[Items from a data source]
+ + + + + + +
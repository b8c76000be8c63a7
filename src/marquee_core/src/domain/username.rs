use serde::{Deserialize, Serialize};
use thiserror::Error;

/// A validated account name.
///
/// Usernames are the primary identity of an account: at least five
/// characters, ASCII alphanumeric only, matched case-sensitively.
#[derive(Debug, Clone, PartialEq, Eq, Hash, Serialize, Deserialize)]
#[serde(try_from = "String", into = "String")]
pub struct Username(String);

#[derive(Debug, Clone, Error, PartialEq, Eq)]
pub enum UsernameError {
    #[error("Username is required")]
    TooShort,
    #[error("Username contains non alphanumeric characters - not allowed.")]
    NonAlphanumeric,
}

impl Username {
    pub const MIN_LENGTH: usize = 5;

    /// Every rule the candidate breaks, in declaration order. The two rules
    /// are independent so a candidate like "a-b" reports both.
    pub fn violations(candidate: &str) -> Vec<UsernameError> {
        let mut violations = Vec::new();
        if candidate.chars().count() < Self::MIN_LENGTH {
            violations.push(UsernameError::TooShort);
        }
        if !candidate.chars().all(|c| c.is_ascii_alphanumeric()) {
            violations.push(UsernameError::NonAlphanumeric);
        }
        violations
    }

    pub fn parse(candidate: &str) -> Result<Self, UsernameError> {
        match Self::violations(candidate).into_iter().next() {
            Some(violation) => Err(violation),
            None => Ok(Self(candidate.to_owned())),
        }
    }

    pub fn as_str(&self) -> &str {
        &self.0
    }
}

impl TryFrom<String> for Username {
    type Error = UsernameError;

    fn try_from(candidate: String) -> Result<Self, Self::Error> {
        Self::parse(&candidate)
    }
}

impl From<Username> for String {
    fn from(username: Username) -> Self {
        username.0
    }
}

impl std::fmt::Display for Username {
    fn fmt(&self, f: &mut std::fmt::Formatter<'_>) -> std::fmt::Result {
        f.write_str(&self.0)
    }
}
+ + + + + + +
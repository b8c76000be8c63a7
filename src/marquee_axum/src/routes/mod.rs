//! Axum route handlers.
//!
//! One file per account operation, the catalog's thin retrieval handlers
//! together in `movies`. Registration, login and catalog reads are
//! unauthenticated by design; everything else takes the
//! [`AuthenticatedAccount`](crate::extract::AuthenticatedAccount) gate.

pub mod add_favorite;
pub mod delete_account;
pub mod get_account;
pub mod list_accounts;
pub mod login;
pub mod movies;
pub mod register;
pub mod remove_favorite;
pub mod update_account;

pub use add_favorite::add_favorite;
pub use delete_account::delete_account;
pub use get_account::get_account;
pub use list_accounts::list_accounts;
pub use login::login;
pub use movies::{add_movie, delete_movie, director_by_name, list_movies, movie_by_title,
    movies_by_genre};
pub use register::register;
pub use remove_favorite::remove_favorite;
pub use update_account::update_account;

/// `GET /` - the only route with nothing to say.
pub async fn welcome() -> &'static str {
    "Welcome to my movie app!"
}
+ + + + + + +
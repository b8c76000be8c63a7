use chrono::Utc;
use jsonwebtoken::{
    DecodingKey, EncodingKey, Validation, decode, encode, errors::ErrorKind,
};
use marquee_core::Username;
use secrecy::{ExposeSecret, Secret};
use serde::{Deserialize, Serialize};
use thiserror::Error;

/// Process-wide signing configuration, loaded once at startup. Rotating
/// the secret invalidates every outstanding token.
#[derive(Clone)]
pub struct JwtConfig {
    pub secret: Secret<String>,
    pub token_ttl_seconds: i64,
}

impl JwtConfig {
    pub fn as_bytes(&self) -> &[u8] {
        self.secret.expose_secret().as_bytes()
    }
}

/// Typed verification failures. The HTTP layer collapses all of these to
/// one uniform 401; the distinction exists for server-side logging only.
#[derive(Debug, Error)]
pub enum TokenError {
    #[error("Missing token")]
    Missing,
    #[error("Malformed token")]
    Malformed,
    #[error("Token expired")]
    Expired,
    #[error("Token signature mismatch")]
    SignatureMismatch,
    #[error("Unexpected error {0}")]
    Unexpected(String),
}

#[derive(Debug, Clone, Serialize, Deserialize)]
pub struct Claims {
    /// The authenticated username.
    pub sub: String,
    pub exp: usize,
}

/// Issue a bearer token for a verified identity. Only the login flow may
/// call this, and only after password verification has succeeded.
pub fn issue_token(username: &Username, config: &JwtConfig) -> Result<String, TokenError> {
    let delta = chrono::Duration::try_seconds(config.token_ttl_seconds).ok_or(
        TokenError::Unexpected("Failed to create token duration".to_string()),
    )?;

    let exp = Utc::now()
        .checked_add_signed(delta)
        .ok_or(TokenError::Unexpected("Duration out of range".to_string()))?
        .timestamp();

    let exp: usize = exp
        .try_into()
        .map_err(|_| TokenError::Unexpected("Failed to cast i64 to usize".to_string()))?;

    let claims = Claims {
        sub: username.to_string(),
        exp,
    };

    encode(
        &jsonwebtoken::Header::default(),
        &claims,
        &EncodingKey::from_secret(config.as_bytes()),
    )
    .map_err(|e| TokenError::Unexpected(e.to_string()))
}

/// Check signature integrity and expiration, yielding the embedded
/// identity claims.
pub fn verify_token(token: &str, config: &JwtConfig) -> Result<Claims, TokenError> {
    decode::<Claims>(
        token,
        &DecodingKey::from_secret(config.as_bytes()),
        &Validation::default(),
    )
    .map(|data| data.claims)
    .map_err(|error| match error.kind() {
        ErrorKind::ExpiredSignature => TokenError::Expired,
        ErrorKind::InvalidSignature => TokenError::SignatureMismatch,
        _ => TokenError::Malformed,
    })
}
+ + + + + + +
## BRIEF:
Pull together all lines from the data that mention the word "characters".

## ANSWER SECTION:
/// characters, ASCII alphanumeric only, matched case-sensitively.
    #[error("Username contains non alphanumeric characters - not allowed.")]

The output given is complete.